#### [Saved entries]
======

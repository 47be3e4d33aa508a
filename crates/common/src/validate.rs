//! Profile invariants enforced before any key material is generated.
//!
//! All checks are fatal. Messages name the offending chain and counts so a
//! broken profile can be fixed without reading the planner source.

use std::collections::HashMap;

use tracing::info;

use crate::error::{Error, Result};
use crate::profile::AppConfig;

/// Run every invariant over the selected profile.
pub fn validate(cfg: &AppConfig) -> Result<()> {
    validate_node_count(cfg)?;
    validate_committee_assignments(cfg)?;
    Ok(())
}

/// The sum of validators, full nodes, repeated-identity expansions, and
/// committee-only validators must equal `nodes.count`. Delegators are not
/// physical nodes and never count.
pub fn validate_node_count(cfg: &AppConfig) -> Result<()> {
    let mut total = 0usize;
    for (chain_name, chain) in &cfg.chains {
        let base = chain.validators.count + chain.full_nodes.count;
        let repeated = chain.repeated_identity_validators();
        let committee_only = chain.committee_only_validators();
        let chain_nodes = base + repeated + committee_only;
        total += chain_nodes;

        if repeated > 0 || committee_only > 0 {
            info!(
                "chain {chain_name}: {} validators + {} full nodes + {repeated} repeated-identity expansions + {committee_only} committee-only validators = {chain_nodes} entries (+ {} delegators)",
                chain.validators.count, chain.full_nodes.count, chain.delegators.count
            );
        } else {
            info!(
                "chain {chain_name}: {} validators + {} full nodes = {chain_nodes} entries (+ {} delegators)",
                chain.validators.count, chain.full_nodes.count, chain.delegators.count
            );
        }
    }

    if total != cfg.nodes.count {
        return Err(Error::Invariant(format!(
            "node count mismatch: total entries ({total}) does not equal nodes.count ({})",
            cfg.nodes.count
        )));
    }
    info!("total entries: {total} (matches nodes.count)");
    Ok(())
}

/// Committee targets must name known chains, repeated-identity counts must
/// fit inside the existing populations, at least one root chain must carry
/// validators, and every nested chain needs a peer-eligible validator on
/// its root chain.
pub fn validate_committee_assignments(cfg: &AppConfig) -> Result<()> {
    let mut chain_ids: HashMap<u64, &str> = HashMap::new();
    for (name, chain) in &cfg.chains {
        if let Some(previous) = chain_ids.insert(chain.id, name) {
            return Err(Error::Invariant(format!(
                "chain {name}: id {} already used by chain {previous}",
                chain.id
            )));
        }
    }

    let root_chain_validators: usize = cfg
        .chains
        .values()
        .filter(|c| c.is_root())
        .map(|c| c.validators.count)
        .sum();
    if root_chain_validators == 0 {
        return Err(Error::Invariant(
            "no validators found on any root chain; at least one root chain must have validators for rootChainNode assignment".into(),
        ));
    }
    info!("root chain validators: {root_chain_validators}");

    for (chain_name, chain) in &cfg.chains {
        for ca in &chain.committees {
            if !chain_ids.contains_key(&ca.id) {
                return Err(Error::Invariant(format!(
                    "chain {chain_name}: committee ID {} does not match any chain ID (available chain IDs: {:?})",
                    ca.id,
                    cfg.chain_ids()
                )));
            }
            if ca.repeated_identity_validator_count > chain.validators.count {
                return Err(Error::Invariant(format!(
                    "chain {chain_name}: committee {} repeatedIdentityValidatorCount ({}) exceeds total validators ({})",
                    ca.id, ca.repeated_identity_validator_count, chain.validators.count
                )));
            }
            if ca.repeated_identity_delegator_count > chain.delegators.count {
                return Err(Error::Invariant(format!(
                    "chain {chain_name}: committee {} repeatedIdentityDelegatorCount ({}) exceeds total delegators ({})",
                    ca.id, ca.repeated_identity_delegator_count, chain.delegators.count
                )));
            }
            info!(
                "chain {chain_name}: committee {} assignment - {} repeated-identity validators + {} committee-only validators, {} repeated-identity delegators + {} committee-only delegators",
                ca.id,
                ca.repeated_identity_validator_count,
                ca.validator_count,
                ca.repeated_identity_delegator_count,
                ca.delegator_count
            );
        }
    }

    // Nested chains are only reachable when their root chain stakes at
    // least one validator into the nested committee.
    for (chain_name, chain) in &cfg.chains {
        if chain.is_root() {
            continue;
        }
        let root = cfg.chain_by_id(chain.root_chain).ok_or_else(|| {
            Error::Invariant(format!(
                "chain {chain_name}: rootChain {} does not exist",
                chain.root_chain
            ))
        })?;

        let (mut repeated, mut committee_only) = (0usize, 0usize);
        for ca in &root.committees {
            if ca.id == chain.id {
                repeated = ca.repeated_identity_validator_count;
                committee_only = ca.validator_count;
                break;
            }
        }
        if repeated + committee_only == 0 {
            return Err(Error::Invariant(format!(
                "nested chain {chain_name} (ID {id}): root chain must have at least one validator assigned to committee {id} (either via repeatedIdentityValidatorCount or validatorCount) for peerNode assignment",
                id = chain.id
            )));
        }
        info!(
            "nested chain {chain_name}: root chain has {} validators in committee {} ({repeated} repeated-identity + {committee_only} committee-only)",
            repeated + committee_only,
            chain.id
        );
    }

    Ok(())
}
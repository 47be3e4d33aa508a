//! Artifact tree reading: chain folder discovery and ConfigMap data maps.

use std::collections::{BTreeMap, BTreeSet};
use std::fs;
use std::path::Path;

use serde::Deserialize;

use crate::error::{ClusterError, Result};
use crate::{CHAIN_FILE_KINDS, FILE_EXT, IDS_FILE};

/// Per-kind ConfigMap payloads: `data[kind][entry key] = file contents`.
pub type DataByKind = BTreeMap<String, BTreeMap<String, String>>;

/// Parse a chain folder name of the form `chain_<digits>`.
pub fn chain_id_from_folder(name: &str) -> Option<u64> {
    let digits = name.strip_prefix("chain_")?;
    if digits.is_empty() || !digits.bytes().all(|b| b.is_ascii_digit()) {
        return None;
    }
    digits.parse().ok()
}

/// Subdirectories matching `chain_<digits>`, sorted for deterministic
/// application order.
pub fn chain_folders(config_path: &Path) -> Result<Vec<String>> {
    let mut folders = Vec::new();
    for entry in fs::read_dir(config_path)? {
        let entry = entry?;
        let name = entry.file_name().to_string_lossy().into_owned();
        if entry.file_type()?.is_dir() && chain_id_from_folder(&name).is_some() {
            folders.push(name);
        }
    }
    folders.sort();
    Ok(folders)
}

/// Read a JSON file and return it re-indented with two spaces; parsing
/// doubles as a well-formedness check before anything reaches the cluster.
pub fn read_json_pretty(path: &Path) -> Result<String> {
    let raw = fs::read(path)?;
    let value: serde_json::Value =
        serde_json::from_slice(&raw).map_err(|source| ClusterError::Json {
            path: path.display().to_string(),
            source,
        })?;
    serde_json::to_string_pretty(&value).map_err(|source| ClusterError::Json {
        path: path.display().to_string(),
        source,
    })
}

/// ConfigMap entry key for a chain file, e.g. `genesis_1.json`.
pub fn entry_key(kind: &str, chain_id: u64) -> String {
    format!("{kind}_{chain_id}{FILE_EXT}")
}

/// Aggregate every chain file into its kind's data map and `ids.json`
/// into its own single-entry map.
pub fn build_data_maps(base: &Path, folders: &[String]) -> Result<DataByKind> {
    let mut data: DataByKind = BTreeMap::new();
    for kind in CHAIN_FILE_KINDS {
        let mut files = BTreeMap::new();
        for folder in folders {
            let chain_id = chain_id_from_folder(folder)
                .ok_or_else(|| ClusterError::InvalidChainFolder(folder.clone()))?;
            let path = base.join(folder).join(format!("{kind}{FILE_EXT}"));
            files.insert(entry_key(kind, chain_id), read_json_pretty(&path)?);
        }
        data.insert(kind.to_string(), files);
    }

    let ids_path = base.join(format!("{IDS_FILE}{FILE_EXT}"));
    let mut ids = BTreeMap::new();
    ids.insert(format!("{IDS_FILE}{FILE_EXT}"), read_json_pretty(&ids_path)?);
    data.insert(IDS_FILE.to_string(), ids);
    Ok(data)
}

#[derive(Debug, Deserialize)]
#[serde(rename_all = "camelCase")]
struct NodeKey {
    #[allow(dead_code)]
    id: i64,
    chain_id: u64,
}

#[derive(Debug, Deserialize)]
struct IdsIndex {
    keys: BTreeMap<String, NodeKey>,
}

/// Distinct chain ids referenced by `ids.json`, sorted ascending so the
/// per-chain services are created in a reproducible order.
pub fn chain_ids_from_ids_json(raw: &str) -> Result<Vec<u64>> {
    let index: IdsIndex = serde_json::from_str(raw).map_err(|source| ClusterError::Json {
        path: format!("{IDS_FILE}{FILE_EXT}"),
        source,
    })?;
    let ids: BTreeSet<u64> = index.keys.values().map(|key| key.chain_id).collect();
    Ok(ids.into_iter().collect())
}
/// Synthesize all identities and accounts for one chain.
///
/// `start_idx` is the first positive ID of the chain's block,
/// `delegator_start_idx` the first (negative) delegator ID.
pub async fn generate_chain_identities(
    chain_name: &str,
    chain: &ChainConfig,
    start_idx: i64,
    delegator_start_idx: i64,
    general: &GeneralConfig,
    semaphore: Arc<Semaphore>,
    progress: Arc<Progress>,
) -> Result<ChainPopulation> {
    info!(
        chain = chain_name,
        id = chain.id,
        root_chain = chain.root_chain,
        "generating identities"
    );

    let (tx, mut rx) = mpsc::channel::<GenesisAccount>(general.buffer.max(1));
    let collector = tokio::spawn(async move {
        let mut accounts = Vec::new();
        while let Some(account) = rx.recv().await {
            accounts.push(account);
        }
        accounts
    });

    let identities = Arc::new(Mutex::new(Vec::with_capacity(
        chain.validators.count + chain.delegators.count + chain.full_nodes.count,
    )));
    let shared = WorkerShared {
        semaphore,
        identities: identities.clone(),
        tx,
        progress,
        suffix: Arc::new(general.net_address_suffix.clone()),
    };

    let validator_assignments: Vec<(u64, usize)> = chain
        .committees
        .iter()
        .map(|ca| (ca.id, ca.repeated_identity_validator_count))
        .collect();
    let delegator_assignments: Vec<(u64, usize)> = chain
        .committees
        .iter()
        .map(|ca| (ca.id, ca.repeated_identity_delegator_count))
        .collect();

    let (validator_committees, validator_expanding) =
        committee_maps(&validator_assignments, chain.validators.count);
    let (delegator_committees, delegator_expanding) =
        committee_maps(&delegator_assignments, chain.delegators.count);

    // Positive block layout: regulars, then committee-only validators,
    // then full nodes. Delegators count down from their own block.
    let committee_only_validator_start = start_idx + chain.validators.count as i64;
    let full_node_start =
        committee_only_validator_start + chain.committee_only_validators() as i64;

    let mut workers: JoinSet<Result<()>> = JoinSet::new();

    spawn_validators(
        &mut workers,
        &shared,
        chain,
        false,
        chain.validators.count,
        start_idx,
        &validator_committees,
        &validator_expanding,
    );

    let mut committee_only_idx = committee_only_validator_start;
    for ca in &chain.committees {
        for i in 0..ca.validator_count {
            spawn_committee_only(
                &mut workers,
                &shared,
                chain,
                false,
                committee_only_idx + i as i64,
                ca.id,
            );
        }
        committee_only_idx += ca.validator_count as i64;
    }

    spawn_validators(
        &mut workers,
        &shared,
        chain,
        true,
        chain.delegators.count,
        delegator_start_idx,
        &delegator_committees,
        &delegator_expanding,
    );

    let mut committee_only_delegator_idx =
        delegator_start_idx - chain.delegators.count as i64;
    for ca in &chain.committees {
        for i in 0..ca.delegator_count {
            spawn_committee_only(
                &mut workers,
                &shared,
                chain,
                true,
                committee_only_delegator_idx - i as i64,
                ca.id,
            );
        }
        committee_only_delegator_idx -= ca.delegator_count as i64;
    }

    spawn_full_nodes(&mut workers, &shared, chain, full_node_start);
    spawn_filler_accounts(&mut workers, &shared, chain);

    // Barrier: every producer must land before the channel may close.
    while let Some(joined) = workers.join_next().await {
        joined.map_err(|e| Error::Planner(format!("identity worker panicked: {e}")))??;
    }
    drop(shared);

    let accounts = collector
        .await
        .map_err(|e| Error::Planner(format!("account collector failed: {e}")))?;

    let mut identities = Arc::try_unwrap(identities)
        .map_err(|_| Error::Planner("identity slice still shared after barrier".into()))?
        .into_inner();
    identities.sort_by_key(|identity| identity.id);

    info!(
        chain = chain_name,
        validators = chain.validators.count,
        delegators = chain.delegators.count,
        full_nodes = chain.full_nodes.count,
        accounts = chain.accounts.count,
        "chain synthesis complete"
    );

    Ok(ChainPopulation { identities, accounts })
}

======

If a line of the entries holds the word "reading", copy it out.

//! broken profile can be fixed without reading the planner source.
//! Artifact tree reading: chain folder discovery and ConfigMap data maps.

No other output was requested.